Knee Injuries in Females (Q Angle)

The Q Angle


What is the Q angle and why are we supposed to know it? The Q angle is the measurement of the angle between the quad muscle and the patella tendon. This gives information on the alignment of your knee joint. It also gives information on how the quad muscles will function in line with the knee and how the patella (knee cap) will move with the knee joint.
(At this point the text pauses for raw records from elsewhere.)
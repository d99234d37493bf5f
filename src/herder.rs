// Copyright (C) 2024 Quickwit, Inc.
//
// Quickwit is offered under the AGPL v3.0 and as commercial software.
// For commercial licensing, contact us at hello@quickwit.io.
//
// AGPL:
// This program is free software: you can redistribute it and/or modify
// it under the terms of the GNU Affero General Public License as
// published by the Free Software Foundation, either version 3 of the
// License, or (at your option) any later version.
//
// This program is distributed in the hope that it will be useful,
// but WITHOUT ANY WARRANTY; without even the implied warranty of
// MERCHANTABILITY or FITNESS FOR A PARTICULAR PURPOSE. See the
// GNU Affero General Public License for more details.
//
// You should have received a copy of the GNU Affero General Public License
// along with this program. If not, see <http://www.gnu.org/licenses/>.

use std::collections::HashMap;
use std::sync::atomic::{AtomicU64, Ordering};
use std::sync::{Arc, Condvar, Mutex};

use serde::Serialize;
use tokio::sync::mpsc;
use tracing::{debug, info, warn};

use crate::config::{HerderConfig, MemoryQuotas};
use crate::counters::MemoryCounters;
use crate::error::HerderError;
use crate::metrics::HERDER_METRICS;

/// Callback returning an engine's current in-memory footprint in bytes.
///
/// Invoked with the herder lock held: it must be cheap and must not call
/// back into the herder.
pub type SizeFn = Box<dyn Fn() -> u64 + Send + Sync + 'static>;

/// Opaque identity of a live engine instance in the herder registry.
///
/// Derived from the engine's shared pointer, so every event carrying the
/// same live engine maps to the same registry entry.
#[derive(Clone, Copy, Debug, Eq, Hash, PartialEq)]
pub struct EngineHandle(usize);

impl EngineHandle {
    pub fn of<T: ?Sized>(engine: &Arc<T>) -> Self {
        EngineHandle(Arc::as_ptr(engine) as *const () as usize)
    }
}

#[derive(Debug, Default)]
struct HerderStats {
    tot_waiting_in: AtomicU64,
    tot_waiting_out: AtomicU64,
    tot_on_batch_execute_start_beg: AtomicU64,
    tot_on_batch_execute_start_end: AtomicU64,
}

/// Point-in-time view of the herder's monotonic counters.
///
/// Serialized field names match the counter names consumers scrape
/// (`TotWaitingIn`, `TotWaitingOut`, ...).
#[derive(Clone, Copy, Debug, Eq, PartialEq, Serialize)]
#[serde(rename_all = "PascalCase")]
pub struct HerderStatsSnapshot {
    pub tot_waiting_in: u64,
    pub tot_waiting_out: u64,
    pub tot_on_batch_execute_start_beg: u64,
    pub tot_on_batch_execute_start_end: u64,
}

/// State guarded by the herder mutex.
struct MutableState {
    indexes: HashMap<EngineHandle, SizeFn>,
    waiting: u64,
    running_query_used: u64,
}

/// Coordinates the memory appetite of every indexing and querying actor in
/// the process against a single quota bundle.
///
/// Index batch workers call [`on_batch_execute_start`](Self::on_batch_execute_start)
/// and may park in a condition-variable gate until memory accounting clears.
/// Queries call [`on_query_start`](Self::on_query_start) and are admitted or
/// rejected without ever blocking. Progress hooks broadcast to parked
/// workers whenever memory plausibly got released.
pub struct AppHerder {
    quotas: MemoryQuotas,
    counters: Arc<MemoryCounters>,
    over_quota_tx: Option<mpsc::Sender<()>>,
    state: Mutex<MutableState>,
    batch_may_proceed: Condvar,
    stats: HerderStats,
}
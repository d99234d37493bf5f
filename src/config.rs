// Copyright (C) 2024 Quickwit, Inc.
//
// Quickwit is offered under the AGPL v3.0 and as commercial software.
// For commercial licensing, contact us at hello@quickwit.io.
//
// AGPL:
// This program is free software: you can redistribute it and/or modify
// it under the terms of the GNU Affero General Public License as
// published by the Free Software Foundation, either version 3 of the
// License, or (at your option) any later version.
//
// This program is distributed in the hope that it will be useful,
// but WITHOUT ANY WARRANTY; without even the implied warranty of
// MERCHANTABILITY or FITNESS FOR A PARTICULAR PURPOSE. See the
// GNU Affero General Public License for more details.
//
// You should have received a copy of the GNU Affero General Public License
// along with this program. If not, see <http://www.gnu.org/licenses/>.

use anyhow::ensure;
use bytesize::ByteSize;
use serde::{Deserialize, Serialize};

/// Memory admission control configuration.
///
/// The total budget is split into a shared application ceiling and two
/// per-workload ceilings through ratios. Ratios may be negative: a negative
/// derived quota turns admission into a no-op for that workload (see
/// [`MemoryQuotas`]).
#[derive(Clone, Debug, PartialEq, Serialize, Deserialize)]
#[serde(deny_unknown_fields, default)]
pub struct HerderConfig {
    /// Total memory budget for the process. `0` disables admission control
    /// entirely.
    pub mem_quota: ByteSize,
    /// Fraction of `mem_quota` usable by indexing and querying combined.
    pub app_ratio: f64,
    /// Fraction of the app quota reserved as the indexing ceiling.
    pub index_ratio: f64,
    /// Fraction of the app quota reserved as the querying ceiling.
    pub query_ratio: f64,
}

impl Default for HerderConfig {
    fn default() -> Self {
        Self {
            mem_quota: ByteSize(0),
            app_ratio: 1.0,
            index_ratio: 0.75,
            query_ratio: 0.25,
        }
    }
}

impl HerderConfig {
    pub fn validate(&self) -> anyhow::Result<()> {
        ensure!(
            self.app_ratio.is_finite()
                && self.index_ratio.is_finite()
                && self.query_ratio.is_finite(),
            "herder ratios must be finite, got app: {}, index: {}, query: {}",
            self.app_ratio,
            self.index_ratio,
            self.query_ratio
        );
        Ok(())
    }

    /// Derives the signed quota bundle used for admission decisions.
    pub fn quotas(&self) -> MemoryQuotas {
        let mem_quota = self.mem_quota.as_u64() as i64;
        let app_quota = (mem_quota as f64 * self.app_ratio) as i64;
        let index_quota = (app_quota as f64 * self.index_ratio) as i64;
        let query_quota = (app_quota as f64 * self.query_ratio) as i64;
        MemoryQuotas {
            mem_quota,
            app_quota,
            index_quota,
            query_quota,
        }
    }
}

/// Derived quotas, in bytes, signed to encode the disabled/bypass
/// conventions:
///
/// - a quota `<= 0` is not checked;
/// - `index_quota < 0` (resp. `query_quota < 0`) additionally skips the
///   `app_quota` check for batches (resp. queries), making admission a
///   no-op for that workload.
#[derive(Clone, Copy, Debug, Eq, PartialEq)]
pub struct MemoryQuotas {
    pub mem_quota: i64,
    pub app_quota: i64,
    pub index_quota: i64,
    pub query_quota: i64,
}

#[cfg(test)]
mod tests {
    use super::*;

    #[test]
    fn test_default_config_disables_admission() {
        let config = HerderConfig::default();
        config.validate().unwrap();
        let quotas = config.quotas();
        assert_eq!(quotas.app_quota, 0);
        assert_eq!(quotas.index_quota, 0);
        assert_eq!(quotas.query_quota, 0);
    }

    #[test]
    fn test_quota_derivation() {
        let config = HerderConfig {
            mem_quota: ByteSize(1_000),
            app_ratio: 0.8,
            index_ratio: 0.5,
            query_ratio: 0.25,
        };
        let quotas = config.quotas();
        assert_eq!(quotas.mem_quota, 1_000);
        assert_eq!(quotas.app_quota, 800);
        assert_eq!(quotas.index_quota, 400);
        assert_eq!(quotas.query_quota, 200);
    }

    #[test]
    fn test_negative_ratio_yields_bypass_quota() {
        let config = HerderConfig {
            mem_quota: ByteSize::gb(1),
            app_ratio: 1.0,
            index_ratio: -1.0,
            query_ratio: 1.0,
        };
        config.validate().unwrap();
        let quotas = config.quotas();
        assert!(quotas.index_quota < 0);
        assert!(quotas.query_quota > 0);
    }

    #[test]
    fn test_non_finite_ratio_rejected() {
        let config = HerderConfig {
            query_ratio: f64::NAN,
            ..Default::default()
        };
        assert!(config.validate().is_err());
    }

    #[test]
    fn test_config_deserialization() {
        let config: HerderConfig = serde_json::from_str(
            r#"{"mem_quota": "2GB", "app_ratio": 0.9, "index_ratio": 0.5, "query_ratio": 0.25}"#,
        )
        .unwrap();
        assert_eq!(config.mem_quota, ByteSize::gb(2));
        assert_eq!(config.app_ratio, 0.9);

        let partial: HerderConfig = serde_json::from_str(r#"{"mem_quota": "512MB"}"#).unwrap();
        assert_eq!(partial.mem_quota, ByteSize::mb(512));
        assert_eq!(partial.index_ratio, 0.75);

        let unknown = serde_json::from_str::<HerderConfig>(r#"{"mem_quotaa": "512MB"}"#);
        assert!(unknown.is_err());
    }
}
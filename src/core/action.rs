//! # Actions
//!
//! Everything the router can be asked to do becomes an `Action`.
//! User taps a destination? That's `Action::DestinationClicked`.
//! User opens a nested screen? That's `Action::OpenDetail`.
//!
//! The `update()` function takes the current state and an action,
//! mutates the state, and returns an `Effect` for the adapter to carry out.
//!
//! ```text
//! State + Action  →  update()  →  New State (+ Effect)
//! ```

use log::{debug, info};

use crate::core::state::App;

#[derive(Debug, Clone, PartialEq, Eq)]
pub enum Action {
    /// Jump straight to a location.
    Navigate(String),
    /// A navigation surface item was activated.
    DestinationClicked { route: String, was_selected: bool },
    /// Push a nested screen under the current location.
    OpenDetail,
    /// Pop the last segment of the current location.
    Back,
    ToggleHighContrast,
    ToggleCompactLabels,
    ToggleLayout,
    Quit,
}

#[derive(Debug, Clone, Copy, PartialEq, Eq)]
pub enum Effect {
    None,
    Quit,
}

pub fn update(app: &mut App, action: Action) -> Effect {
    debug!("update: {:?}", action);
    match action {
        Action::Navigate(location) => {
            info!("Navigate to {}", location);
            app.status_message.clear();
            app.current_location = Some(location);
        }
        Action::DestinationClicked {
            route,
            was_selected,
        } => {
            if was_selected {
                info!("Re-selected {}, returning to its root", route);
                app.status_message = format!("{route}: back to top");
            } else {
                info!("Switching to {}", route);
                app.status_message.clear();
            }
            app.current_location = Some(route);
        }
        Action::OpenDetail => match app.current_location.as_mut() {
            Some(location) => {
                app.opened_details += 1;
                location.push_str(&format!("/item-{}", app.opened_details));
                app.status_message.clear();
            }
            None => {
                app.status_message = String::from("Nothing to open");
            }
        },
        Action::Back => match app.current_location.as_mut() {
            Some(location) if location.contains('/') => {
                if let Some(index) = location.rfind('/') {
                    location.truncate(index);
                }
                app.status_message.clear();
            }
            _ => {
                app.status_message = String::from("Already at top level");
            }
        },
        Action::ToggleHighContrast => {
            app.high_contrast = !app.high_contrast;
            app.status_message = format!(
                "High contrast: {}",
                if app.high_contrast { "on" } else { "off" }
            );
        }
        Action::ToggleCompactLabels => {
            app.compact_labels = !app.compact_labels;
            app.status_message = format!(
                "Labels: {}",
                if app.compact_labels { "hidden" } else { "shown" }
            );
        }
        Action::ToggleLayout => {
            app.layout = app.layout.toggled();
            app.status_message = format!("Layout: {}", app.layout.label());
        }
        Action::Quit => return Effect::Quit,
    }
    Effect::None
}
//! # Destinations
//!
//! A destination is one top-level navigation target: a route, a localizable
//! title key, and two icon identifiers (active and inactive). Destinations are
//! configured outside the core and handed to the surfaces as a read-only,
//! ordered slice for each render.
//!
//! Route uniqueness is assumed, not enforced.

use serde::{Deserialize, Serialize};

/// One configured navigation target.
#[derive(Debug, Clone, PartialEq, Eq, Hash, Deserialize, Serialize)]
pub struct Destination {
    /// Opaque route identifier matched against the current location.
    pub route: String,
    /// Resource key for the display label.
    pub title_key: String,
    /// Icon identifier used while the destination is selected.
    pub icon_active: String,
    /// Icon identifier used while the destination is not selected.
    pub icon_inactive: String,
}

impl Destination {
    pub fn new(
        route: impl Into<String>,
        title_key: impl Into<String>,
        icon_active: impl Into<String>,
        icon_inactive: impl Into<String>,
    ) -> Self {
        Self {
            route: route.into(),
            title_key: title_key.into(),
            icon_active: icon_active.into(),
            icon_inactive: icon_inactive.into(),
        }
    }

    /// The icon identifier for the given selection state.
    pub fn icon_for(&self, selected: bool) -> &str {
        if selected {
            &self.icon_active
        } else {
            &self.icon_inactive
        }
    }
}

/// The destinations used when the config file defines none.
pub fn default_destinations() -> Vec<Destination> {
    vec![
        Destination::new("home", "home", "home_filled", "home_outlined"),
        Destination::new("explore", "explore", "explore_filled", "explore_outlined"),
        Destination::new("library", "library", "library_filled", "library_outlined"),
    ]
}

#[cfg(test)]
mod tests {
    use super::*;

    #[test]
    fn test_icon_for_selection_state() {
        let dest = Destination::new("home", "home", "home_filled", "home_outlined");
        assert_eq!(dest.icon_for(true), "home_filled");
        assert_eq!(dest.icon_for(false), "home_outlined");
    }

    #[test]
    fn test_default_destinations_have_unique_routes() {
        let dests = default_destinations();
        let mut routes: Vec<&str> = dests.iter().map(|d| d.route.as_str()).collect();
        routes.sort();
        routes.dedup();
        assert_eq!(routes.len(), dests.len());
    }

    #[test]
    fn test_destination_deserializes_from_toml() {
        let dest: Destination = toml::from_str(
            r#"
route = "library"
title_key = "library"
icon_active = "library_filled"
icon_inactive = "library_outlined"
"#,
        )
        .unwrap();
        assert_eq!(dest.route, "library");
        assert_eq!(dest.icon_inactive, "library_outlined");
    }
}
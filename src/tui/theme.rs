//! # Theme
//!
//! Colour roles used by the navigation surfaces, named after the Material
//! roles they stand in for. Defaults are the Material 3 dark baseline.
//!
//! Terminals have no alpha channel, so translucent colours (the selection
//! indicator) are composited against the container colour up front.

use log::warn;
use ratatui::style::Color;
use std::str::FromStr;

use crate::core::config::ThemeConfig;

/// Opacity of the selection indicator over the container.
pub const INDICATOR_ALPHA: f32 = 0.4;

pub const PRIMARY: Color = Color::Rgb(0xD0, 0xBC, 0xFF); // #D0BCFF
pub const ON_SURFACE_VARIANT: Color = Color::Rgb(0xCA, 0xC4, 0xD0); // #CAC4D0
pub const SURFACE_CONTAINER: Color = Color::Rgb(0x21, 0x1F, 0x26); // #211F26

/// Fallback indicator for colours that cannot be composited (indexed palette).
const OPAQUE_INDICATOR: Color = Color::DarkGray;

#[derive(Debug, Clone, Copy, PartialEq, Eq)]
pub struct Theme {
    /// Selected icon and label colour.
    pub primary: Color,
    /// Unselected icon and label colour, and default content colour.
    pub on_surface_variant: Color,
    /// Default container background.
    pub surface_container: Color,
}

impl Default for Theme {
    fn default() -> Self {
        Self {
            primary: PRIMARY,
            on_surface_variant: ON_SURFACE_VARIANT,
            surface_container: SURFACE_CONTAINER,
        }
    }
}

impl Theme {
    /// Apply `[theme]` overrides. Unparseable colours are logged and skipped.
    pub fn from_config(config: &ThemeConfig) -> Self {
        let base = Self::default();
        Self {
            primary: parse_or(config.primary.as_deref(), base.primary, "primary"),
            on_surface_variant: parse_or(
                config.on_surface_variant.as_deref(),
                base.on_surface_variant,
                "on_surface_variant",
            ),
            surface_container: parse_or(
                config.surface_container.as_deref(),
                base.surface_container,
                "surface_container",
            ),
        }
    }
}

fn parse_or(value: Option<&str>, fallback: Color, role: &str) -> Color {
    match value {
        None => fallback,
        Some(s) => Color::from_str(s).unwrap_or_else(|_| {
            warn!("Ignoring theme.{} = {:?}: not a colour", role, s);
            fallback
        }),
    }
}

/// Composite `fg` at `alpha` over an opaque `bg`.
///
/// Both colours must map to RGB; otherwise a neutral indicator colour is
/// returned.
pub fn composite(fg: Color, bg: Color, alpha: f32) -> Color {
    let (Some((fr, fg_, fb)), Some((br, bg_, bb))) = (to_rgb(fg), to_rgb(bg)) else {
        return OPAQUE_INDICATOR;
    };
    let a = alpha.clamp(0.0, 1.0);
    let mix = |f: u8, b: u8| (f as f32 * a + b as f32 * (1.0 - a)).round().clamp(0.0, 255.0) as u8;
    Color::Rgb(mix(fr, br), mix(fg_, bg_), mix(fb, bb))
}

fn to_rgb(color: Color) -> Option<(u8, u8, u8)> {
    match color {
        Color::Rgb(r, g, b) => Some((r, g, b)),
        Color::Black => Some((0, 0, 0)),
        Color::White => Some((0xFF, 0xFF, 0xFF)),
        Color::Gray => Some((0xC0, 0xC0, 0xC0)),
        Color::DarkGray => Some((0x80, 0x80, 0x80)),
        Color::Red => Some((0x80, 0, 0)),
        Color::Green => Some((0, 0x80, 0)),
        Color::Yellow => Some((0x80, 0x80, 0)),
        Color::Blue => Some((0, 0, 0x80)),
        Color::Magenta => Some((0x80, 0, 0x80)),
        Color::Cyan => Some((0, 0x80, 0x80)),
        Color::LightRed => Some((0xFF, 0, 0)),
        Color::LightGreen => Some((0, 0xFF, 0)),
        Color::LightYellow => Some((0xFF, 0xFF, 0)),
        Color::LightBlue => Some((0, 0, 0xFF)),
        Color::LightMagenta => Some((0xFF, 0, 0xFF)),
        Color::LightCyan => Some((0, 0xFF, 0xFF)),
        _ => None,
    }
}
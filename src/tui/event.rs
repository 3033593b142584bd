use crossterm::event::{self, Event, KeyCode, KeyEventKind, KeyModifiers, MouseButton, MouseEventKind};
use std::io;
use std::time::Duration;

/// TUI-specific input events
#[derive(Debug, Clone, PartialEq, Eq)]
pub enum TuiEvent {
    // Application-level
    Quit,
    ForceQuit, // Ctrl+C
    Resize,

    // Navigation surface
    Left,
    Right,
    Up,
    Down,
    Activate, // Enter
    Back,     // Backspace / Esc
    InputChar(char),
    MouseClick(u16, u16),
}

/// Poll for an event without blocking (returns immediately)
pub fn poll_event_immediate() -> io::Result<Option<TuiEvent>> {
    poll_event_timeout(Duration::ZERO)
}

/// Poll for an event, blocking up to `timeout`.
pub fn poll_event_timeout(timeout: Duration) -> io::Result<Option<TuiEvent>> {
    if !event::poll(timeout)? {
        return Ok(None);
    }
    Ok(translate(event::read()?))
}

fn translate(event: Event) -> Option<TuiEvent> {
    match event {
        Event::Key(key_event) => {
            if key_event.kind == KeyEventKind::Release {
                return None;
            }
            log::debug!(
                "Key event: {:?} with modifiers {:?}",
                key_event.code,
                key_event.modifiers
            );
            match (key_event.modifiers, key_event.code) {
                (KeyModifiers::CONTROL, KeyCode::Char('c')) => Some(TuiEvent::ForceQuit),
                (_, KeyCode::Char('q')) => Some(TuiEvent::Quit),
                (_, KeyCode::Char(c)) => Some(TuiEvent::InputChar(c)),
                (_, KeyCode::Left) => Some(TuiEvent::Left),
                (_, KeyCode::Right) => Some(TuiEvent::Right),
                (_, KeyCode::Up) => Some(TuiEvent::Up),
                (_, KeyCode::Down) => Some(TuiEvent::Down),
                (_, KeyCode::Tab) => Some(TuiEvent::Right),
                (_, KeyCode::BackTab) => Some(TuiEvent::Left),
                (_, KeyCode::Enter) => Some(TuiEvent::Activate),
                (_, KeyCode::Backspace) | (_, KeyCode::Esc) => Some(TuiEvent::Back),
                _ => None,
            }
        }
        Event::Mouse(mouse_event) => match mouse_event.kind {
            MouseEventKind::Down(MouseButton::Left) => {
                Some(TuiEvent::MouseClick(mouse_event.column, mouse_event.row))
            }
            _ => None,
        },
        Event::Resize(_, _) => Some(TuiEvent::Resize),
        _ => None,
    }
}
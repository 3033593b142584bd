//! # Configuration
//!
//! Centralizes all settings with a clear override hierarchy:
//! defaults → config file → env vars → CLI flags.
//!
//! Config lives at `~/.waypoint/config.toml`. If missing on first run, a
//! commented-out default is generated so users can discover all options.

use clap::ValueEnum;
use log::{debug, info, warn};
use serde::{Deserialize, Serialize};
use std::collections::HashMap;
use std::fmt;
use std::fs;
use std::path::{Path, PathBuf};

use crate::Layout;
use crate::core::destination::{Destination, default_destinations};
use crate::core::resources::ResourceTable;

// ============================================================================
// Config Structs (all fields Option<T> for sparse TOML)
// ============================================================================

#[derive(Debug, Default, Deserialize, Serialize)]
pub struct WaypointConfig {
    #[serde(default)]
    pub general: GeneralConfig,
    #[serde(default)]
    pub theme: ThemeConfig,
    #[serde(default)]
    pub destinations: Vec<Destination>,
    #[serde(default)]
    pub strings: HashMap<String, String>,
    #[serde(default)]
    pub icons: HashMap<String, String>,
}

#[derive(Debug, Default, Deserialize, Serialize)]
pub struct GeneralConfig {
    pub layout: Option<Layout>,
    pub start_route: Option<String>,
    pub high_contrast: Option<bool>,
    pub compact_labels: Option<bool>,
}

/// Colour overrides as strings (`"#d0bcff"`, `"cyan"`, ...). Parsed by the TUI.
#[derive(Debug, Clone, Default, Deserialize, Serialize)]
pub struct ThemeConfig {
    pub primary: Option<String>,
    pub on_surface_variant: Option<String>,
    pub surface_container: Option<String>,
}

/// Values given on the command line. `None`/`false` means "not specified".
#[derive(Debug, Clone, Default)]
pub struct CliOverrides {
    pub layout: Option<Layout>,
    pub location: Option<String>,
    pub high_contrast: bool,
    pub compact_labels: bool,
}

// ============================================================================
// Resolved Config (concrete values, no Options)
// ============================================================================

#[derive(Debug, Clone)]
pub struct ResolvedConfig {
    pub layout: Layout,
    /// Initial location handed to the router. `None` when no destinations exist.
    pub start_location: Option<String>,
    pub high_contrast: bool,
    pub compact_labels: bool,
    pub theme: ThemeConfig,
    pub destinations: Vec<Destination>,
    pub resources: ResourceTable,
}

// ============================================================================
// Error Type
// ============================================================================

#[derive(Debug)]
pub enum ConfigError {
    Io(std::io::Error),
    Parse(toml::de::Error),
}

impl fmt::Display for ConfigError {
    fn fmt(&self, f: &mut fmt::Formatter<'_>) -> fmt::Result {
        match self {
            ConfigError::Io(e) => write!(f, "config I/O error: {e}"),
            ConfigError::Parse(e) => write!(f, "config parse error: {e}"),
        }
    }
}

impl std::error::Error for ConfigError {}

// ============================================================================
// Loading
// ============================================================================

/// Returns the path to `~/.waypoint/config.toml`.
pub fn config_path() -> Option<PathBuf> {
    dirs::home_dir().map(|h| h.join(".waypoint").join("config.toml"))
}

/// Load config from `~/.waypoint/config.toml`.
///
/// If the file doesn't exist, generates a commented-out default and
/// returns `WaypointConfig::default()`. If it exists but is malformed,
/// returns `ConfigError::Parse`.
pub fn load_config() -> Result<WaypointConfig, ConfigError> {
    let path = match config_path() {
        Some(p) => p,
        None => {
            warn!("Could not determine home directory, using default config");
            return Ok(WaypointConfig::default());
        }
    };

    if !path.exists() {
        info!("No config file found, generating default at {}", path.display());
        generate_default_config(&path);
        return Ok(WaypointConfig::default());
    }

    load_config_from(&path)
}

/// Load and parse a config file at an explicit path.
pub fn load_config_from(path: &Path) -> Result<WaypointConfig, ConfigError> {
    let contents = fs::read_to_string(path).map_err(ConfigError::Io)?;
    let config: WaypointConfig = toml::from_str(&contents).map_err(ConfigError::Parse)?;
    info!("Loaded config from {}", path.display());
    debug!("Config: {:?}", config);
    Ok(config)
}

/// Generates a commented-out default config file at the given path.
fn generate_default_config(path: &Path) {
    let default_content = r##"# Waypoint Configuration
# All settings are optional — defaults are used for anything not specified.
# Override hierarchy: defaults → this file → env vars → CLI flags.

# [general]
# layout = "bar"                     # "bar" or "rail"
# start_route = "home"
# high_contrast = false              # pure black container
# compact_labels = false             # icon-only bar

# [theme]
# primary = "#d0bcff"
# on_surface_variant = "#cac4d0"
# surface_container = "#211f26"

# [[destinations]]
# route = "home"
# title_key = "home"
# icon_active = "home_filled"
# icon_inactive = "home_outlined"

# [strings]
# home = "Home"

# [icons]
# home_filled = "◆"
# home_outlined = "◇"
"##;

    if let Some(parent) = path.parent() {
        if let Err(e) = fs::create_dir_all(parent) {
            warn!("Failed to create config directory: {}", e);
            return;
        }
    }
    if let Err(e) = fs::write(path, default_content) {
        warn!("Failed to write default config: {}", e);
    }
}

// ============================================================================
// Resolution
// ============================================================================

/// Resolve the final config by collapsing: defaults → config file → env vars → CLI.
pub fn resolve(config: &WaypointConfig, cli: &CliOverrides) -> ResolvedConfig {
    // Layout: CLI → env → config → default
    let layout = cli
        .layout
        .or_else(|| env_layout("WAYPOINT_LAYOUT"))
        .or(config.general.layout)
        .unwrap_or_default();

    let destinations = if config.destinations.is_empty() {
        default_destinations()
    } else {
        config.destinations.clone()
    };

    // Start location: CLI → env → config → first destination
    let start_location = cli
        .location
        .clone()
        .or_else(|| std::env::var("WAYPOINT_START_ROUTE").ok())
        .or_else(|| config.general.start_route.clone())
        .or_else(|| destinations.first().map(|d| d.route.clone()));

    // Flags: a CLI switch can only turn a setting on
    let high_contrast = cli.high_contrast
        || env_flag("WAYPOINT_HIGH_CONTRAST")
            .or(config.general.high_contrast)
            .unwrap_or(false);
    let compact_labels = cli.compact_labels || config.general.compact_labels.unwrap_or(false);

    let mut resources = ResourceTable::builtin();
    resources.extend(&config.strings, &config.icons);

    ResolvedConfig {
        layout,
        start_location,
        high_contrast,
        compact_labels,
        theme: config.theme.clone(),
        destinations,
        resources,
    }
}

fn env_layout(name: &str) -> Option<Layout> {
    let value = std::env::var(name).ok()?;
    match Layout::from_str(&value, true) {
        Ok(layout) => Some(layout),
        Err(e) => {
            warn!("Ignoring {}={}: {}", name, value, e);
            None
        }
    }
}

fn env_flag(name: &str) -> Option<bool> {
    let value = std::env::var(name).ok()?;
    parse_flag(&value).or_else(|| {
        warn!("Ignoring {}={}: expected true/false", name, value);
        None
    })
}

fn parse_flag(value: &str) -> Option<bool> {
    match value.trim().to_ascii_lowercase().as_str() {
        "1" | "true" | "yes" | "on" => Some(true),
        "0" | "false" | "no" | "off" => Some(false),
        _ => None,
    }
}
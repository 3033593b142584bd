//! # Core Navigation Logic
//!
//! This module contains Waypoint's route selection and the small router that
//! drives it. It knows nothing about any specific UI technology.
//!
//! ```text
//!                    ┌─────────────────────────┐
//!                    │         CORE            │
//!                    │  (this module)          │
//!                    │                         │
//!                    │  • Destinations         │
//!                    │  • Route matching       │
//!                    │  • State + Action       │
//!                    │  • update() (reducer)   │
//!                    │                         │
//!                    │  No I/O. No UI. Pure.   │
//!                    └───────────┬─────────────┘
//!                                │
//!                    ┌───────────┴───────────┐
//!                    ▼                       ▼
//!             ┌────────────┐          ┌────────────┐
//!             │    Bar     │          │    Rail    │
//!             │  surface   │          │  surface   │
//!             │ (ratatui)  │          │ (ratatui)  │
//!             └────────────┘          └────────────┘
//! ```
//!
//! Config loading is the one exception to "no I/O"; it runs once at startup.
//!
//! ## Modules
//!
//! - [`destination`]: The `Destination` value type
//! - [`route_matcher`]: `is_route_selected()` — which destinations are active
//! - [`resources`]: Title and icon lookup
//! - [`state`]: The `App` struct — router state in one place
//! - [`action`]: The `Action` enum — everything that can happen in the app
//! - [`config`]: Layered configuration

pub mod action;
pub mod config;
pub mod destination;
pub mod resources;
pub mod route_matcher;
pub mod state;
Before you fall asleep on me, you must understand the importance of the Q angle and especially how it pertains to women. On average, men have a Q angle of 14 degrees while women have a Q angle of 17 degrees. Women have a naturally wider pelvis compared to men, which is why their Q angle is higher. Unfortunately, the higher the Q angle, the worse it is for the knee.  The reasons include:


1) A large Q angle will pull the kneecap laterally and affect your knee’s ability to move up and down appropriately. This will cause maltracking of the kneecap (Which is when the kneecap gets pulled out of balance) and end up wearing down the cartilage behind the knee. A lateral pull on your kneecap can also lead to muscle imbalances, and people with higher Q angles tend to have weaker Vastus medialis Oblique (VMO) muscles.


2) Higher Q angles can also alter movement patterns, which will prevent people from moving efficiently. This leads to people having over pronated feet, which will lead to faulty movement patterns. Faulty movement patterns can make the athlete slower and also increase their risk of injury.

                                                             OVER PRONATED FEET

                                                             OVER PRONATED FEET


3) Lastly, the greater the Q angle, the greater the chance the person will tear their ACL. Since the kneecap is pulled outwards, the inner knee is overstretched, which leads to instability. This instability increases the risk of ACL tears.


The Q angle, a measure of our own anatomy, is a huge reason why we should strength train! This is especially important for women, who naturally have greater Q angles! Strength training can help improve the muscle imbalances and biomechanical problems the Q angle presents. Strengthening the VMO and Gluteus medius muscles are essential to preventing future injuries. With an understanding of the Q angle and its impact on our movement and athleticism, we should encourage men and especially all women to strength train to maximize performance and minimize injury.